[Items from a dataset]

//! Parameter and column value types for the safe `SQLite` wrapper.

use rusqlite::types::{ToSqlOutput, ValueRef};
use rusqlite::ToSql;

/// A value that can be bound to a prepared statement parameter or read from
/// a result column.
#[derive(Debug, Clone, PartialEq)]
pub enum Value {
    /// SQL NULL.
    Null,
    /// 64-bit signed integer.
    Integer(i64),
    /// 64-bit float.
    Real(f64),
    /// UTF-8 text.
    Text(String),
    /// Binary blob.
    Blob(Vec<u8>),
}

impl Value {
    /// Copies a borrowed column value out of a result row.
    pub(crate) fn from_ref(value: ValueRef<'_>) -> Self {
        match value {
            ValueRef::Null => Self::Null,
            ValueRef::Integer(v) => Self::Integer(v),
            ValueRef::Real(v) => Self::Real(v),
            ValueRef::Text(v) => Self::Text(String::from_utf8_lossy(v).into_owned()),
            ValueRef::Blob(v) => Self::Blob(v.to_vec()),
        }
    }
}

impl ToSql for Value {
    fn to_sql(&self) -> rusqlite::Result<ToSqlOutput<'_>> {
        Ok(ToSqlOutput::Borrowed(match self {
            Self::Null => ValueRef::Null,
            Self::Integer(v) => ValueRef::Integer(*v),
            Self::Real(v) => ValueRef::Real(*v),
            Self::Text(v) => ValueRef::Text(v.as_bytes()),
            Self::Blob(v) => ValueRef::Blob(v),
        }))
    }
}

impl From<i64> for Value {
    fn from(v: i64) -> Self {
        Self::Integer(v)
    }
}

impl From<Vec<u8>> for Value {
    fn from(v: Vec<u8>) -> Self {
        Self::Blob(v)
    }
}

impl From<String> for Value {
    fn from(v: String) -> Self {
        Self::Text(v)
    }
}

impl From<&str> for Value {
    fn from(v: &str) -> Self {
        Self::Text(v.to_string())
    }
}
//! The query executor.
//!
//! [`Database`] turns a template and a [`ParameterSet`] into a result:
//!
//! 1. table tokens are rewritten with the configured prefix,
//! 2. parameters are bound in the configured (or backend-preferred) mode,
//! 3. with caching on, the inline rendering plus the fetch shape is looked
//!    up and a hit is returned without touching the backend,
//! 4. otherwise the statement is prepared, bound and executed, the result
//!    is fetched in the requested shape, and the first success is cached.
//!
//! Exactly one statement is live at a time. Issuing a new template
//! discards the previous statement:
//!
//! ```text
//! Idle -> (render + bind) -> Prepared -> (execute) -> Executed -> (fetch) -> Idle
//! ```
//!
//! Every failure is returned as a [`QueryError`], kept as the last error,
//! and appended to the error log. Every success clears the last error.

use std::mem;

use crate::backend::Backend;
use crate::binder::{self, Binding, BindingMode, BoundStatement};
use crate::cache::{CacheKey, CachedResult, FetchShape, StatementCache};
use crate::config::{ConnectionConfig, DatabaseConfig};
use crate::error::{ErrorRecord, QueryError, QueryResult, ShapeError};
use crate::row::{Cell, ColumnFetch, Row};
use crate::sqlite::SqliteBackend;
use crate::template;
use crate::value::{Param, ParameterSet, Value};

/// Where the live statement is in its lifecycle.
#[derive(Debug, Clone, Copy, PartialEq, Eq, Default)]
pub enum Phase {
    /// No statement, or the last one was fully fetched.
    #[default]
    Idle,
    /// Rendered, prepared and bound, not yet executed.
    Prepared,
    /// Executed; rows may be waiting to be fetched.
    Executed,
}

/// Row and field count of the most recent fetch.
#[derive(Debug, Clone, Copy, PartialEq, Eq, Default)]
pub struct ExecutionStats {
    /// Rows in the fetched result.
    pub row_count: usize,
    /// Fields per row (of the first row for multi-row fetches).
    pub field_count: usize,
}

impl ExecutionStats {
    /// Stats of a single-value fetch.
    pub const SCALAR: Self = Self {
        row_count: 1,
        field_count: 1,
    };

    /// Stats of a multi-row fetch.
    pub fn of_rows(rows: &[Row]) -> Self {
        Self {
            row_count: rows.len(),
            field_count: rows.first().map_or(0, Row::len),
        }
    }

    /// Stats of a single-row fetch.
    pub fn of_row(row: Option<&Row>) -> Self {
        row.map_or_else(Self::default, |row| Self {
            row_count: 1,
            field_count: row.len(),
        })
    }

    /// Stats of a column fetch.
    pub fn of_column(fetch: &ColumnFetch) -> Self {
        Self {
            row_count: fetch.rows_seen(),
            field_count: 1,
        }
    }
}

/// A database connection driven through templates.
///
/// ```no_run
/// use querykit_core::{params, ConnectionConfig, Database, DatabaseConfig};
///
/// let config = ConnectionConfig::new("app.sqlite", DatabaseConfig::with_prefix("app_"));
/// let mut db = Database::open(&config)?;
/// db.execute(
///     "INSERT INTO {users} (name) VALUES (:name)",
///     &params! { ":name" => "alice" },
/// )?;
/// let name = db.query_scalar(
///     "SELECT name FROM {users} WHERE id = :id",
///     &params! { ":id" => db.last_insert_id() },
/// )?;
/// assert_eq!(name.as_str(), Some("alice"));
/// # Ok::<(), querykit_core::QueryError>(())
/// ```
#[derive(Debug)]
pub struct Database<B: Backend> {
    backend: B,
    config: DatabaseConfig,
    phase: Phase,
    statement: Option<BoundStatement>,
    stats: Option<ExecutionStats>,
    last_error: Option<QueryError>,
    error_log: Vec<QueryError>,
    cache: Option<StatementCache>,
}

impl Database<SqliteBackend> {
    /// Opens a `SQLite` database.
    ///
    /// # Errors
    ///
    /// Returns [`QueryError::Connection`] if the database cannot be opened.
    /// No instance exists in that case.
    pub fn open(config: &ConnectionConfig) -> QueryResult<Self> {
        let backend = SqliteBackend::connect(config).inspect_err(|err| {
            log::warn!("failed to open {}: {err}", config.path.display());
        })?;
        Ok(Self::with_backend(backend, config.database.clone()))
    }
}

▶ EXERCISE DIRECTIONS: An exact copy of every record is required.

▶ WRITTEN SOLUTION:
//! Parameter and column value types for the safe `SQLite` wrapper.

use rusqlite::types::{ToSqlOutput, ValueRef};
use rusqlite::ToSql;

/// A value that can be bound to a prepared statement parameter or read from
/// a result column.
#[derive(Debug, Clone, PartialEq)]
pub enum Value {
    /// SQL NULL.
    Null,
    /// 64-bit signed integer.
    Integer(i64),
    /// 64-bit float.
    Real(f64),
    /// UTF-8 text.
    Text(String),
    /// Binary blob.
    Blob(Vec<u8>),
}

impl Value {
    /// Copies a borrowed column value out of a result row.
    pub(crate) fn from_ref(value: ValueRef<'_>) -> Self {
        match value {
            ValueRef::Null => Self::Null,
            ValueRef::Integer(v) => Self::Integer(v),
            ValueRef::Real(v) => Self::Real(v),
            ValueRef::Text(v) => Self::Text(String::from_utf8_lossy(v).into_owned()),
            ValueRef::Blob(v) => Self::Blob(v.to_vec()),
        }
    }
}

impl ToSql for Value {
    fn to_sql(&self) -> rusqlite::Result<ToSqlOutput<'_>> {
        Ok(ToSqlOutput::Borrowed(match self {
            Self::Null => ValueRef::Null,
            Self::Integer(v) => ValueRef::Integer(*v),
            Self::Real(v) => ValueRef::Real(*v),
            Self::Text(v) => ValueRef::Text(v.as_bytes()),
            Self::Blob(v) => ValueRef::Blob(v),
        }))
    }
}

impl From<i64> for Value {
    fn from(v: i64) -> Self {
        Self::Integer(v)
    }
}

impl From<Vec<u8>> for Value {
    fn from(v: Vec<u8>) -> Self {
        Self::Blob(v)
    }
}

impl From<String> for Value {
    fn from(v: String) -> Self {
        Self::Text(v)
    }
}

impl From<&str> for Value {
    fn from(v: &str) -> Self {
        Self::Text(v.to_string())
    }
}
//! The query executor.
//!
//! [`Database`] turns a template and a [`ParameterSet`] into a result:
//!
//! 1. table tokens are rewritten with the configured prefix,
//! 2. parameters are bound in the configured (or backend-preferred) mode,
//! 3. with caching on, the inline rendering plus the fetch shape is looked
//!    up and a hit is returned without touching the backend,
//! 4. otherwise the statement is prepared, bound and executed, the result
//!    is fetched in the requested shape, and the first success is cached.
//!
//! Exactly one statement is live at a time. Issuing a new template
//! discards the previous statement:
//!
//! ```text
//! Idle -> (render + bind) -> Prepared -> (execute) -> Executed -> (fetch) -> Idle
//! ```
//!
//! Every failure is returned as a [`QueryError`], kept as the last error,
//! and appended to the error log. Every success clears the last error.

use std::mem;

use crate::backend::Backend;
use crate::binder::{self, Binding, BindingMode, BoundStatement};
use crate::cache::{CacheKey, CachedResult, FetchShape, StatementCache};
use crate::config::{ConnectionConfig, DatabaseConfig};
use crate::error::{ErrorRecord, QueryError, QueryResult, ShapeError};
use crate::row::{Cell, ColumnFetch, Row};
use crate::sqlite::SqliteBackend;
use crate::template;
use crate::value::{Param, ParameterSet, Value};

/// Where the live statement is in its lifecycle.
#[derive(Debug, Clone, Copy, PartialEq, Eq, Default)]
pub enum Phase {
    /// No statement, or the last one was fully fetched.
    #[default]
    Idle,
    /// Rendered, prepared and bound, not yet executed.
    Prepared,
    /// Executed; rows may be waiting to be fetched.
    Executed,
}

/// Row and field count of the most recent fetch.
#[derive(Debug, Clone, Copy, PartialEq, Eq, Default)]
pub struct ExecutionStats {
    /// Rows in the fetched result.
    pub row_count: usize,
    /// Fields per row (of the first row for multi-row fetches).
    pub field_count: usize,
}

impl ExecutionStats {
    /// Stats of a single-value fetch.
    pub const SCALAR: Self = Self {
        row_count: 1,
        field_count: 1,
    };

    /// Stats of a multi-row fetch.
    pub fn of_rows(rows: &[Row]) -> Self {
        Self {
            row_count: rows.len(),
            field_count: rows.first().map_or(0, Row::len),
        }
    }

    /// Stats of a single-row fetch.
    pub fn of_row(row: Option<&Row>) -> Self {
        row.map_or_else(Self::default, |row| Self {
            row_count: 1,
            field_count: row.len(),
        })
    }

    /// Stats of a column fetch.
    pub fn of_column(fetch: &ColumnFetch) -> Self {
        Self {
            row_count: fetch.rows_seen(),
            field_count: 1,
        }
    }
}

/// A database connection driven through templates.
///
/// ```no_run
/// use querykit_core::{params, ConnectionConfig, Database, DatabaseConfig};
///
/// let config = ConnectionConfig::new("app.sqlite", DatabaseConfig::with_prefix("app_"));
/// let mut db = Database::open(&config)?;
/// db.execute(
///     "INSERT INTO {users} (name) VALUES (:name)",
///     &params! { ":name" => "alice" },
/// )?;
/// let name = db.query_scalar(
///     "SELECT name FROM {users} WHERE id = :id",
///     &params! { ":id" => db.last_insert_id() },
/// )?;
/// assert_eq!(name.as_str(), Some("alice"));
/// # Ok::<(), querykit_core::QueryError>(())
/// ```
#[derive(Debug)]
pub struct Database<B: Backend> {
    backend: B,
    config: DatabaseConfig,
    phase: Phase,
    statement: Option<BoundStatement>,
    stats: Option<ExecutionStats>,
    last_error: Option<QueryError>,
    error_log: Vec<QueryError>,
    cache: Option<StatementCache>,
}

impl Database<SqliteBackend> {
    /// Opens a `SQLite` database.
    ///
    /// # Errors
    ///
    /// Returns [`QueryError::Connection`] if the database cannot be opened.
    /// No instance exists in that case.
    pub fn open(config: &ConnectionConfig) -> QueryResult<Self> {
        let backend = SqliteBackend::connect(config).inspect_err(|err| {
            log::warn!("failed to open {}: {err}", config.path.display());
        })?;
        Ok(Self::with_backend(backend, config.database.clone()))
    }
}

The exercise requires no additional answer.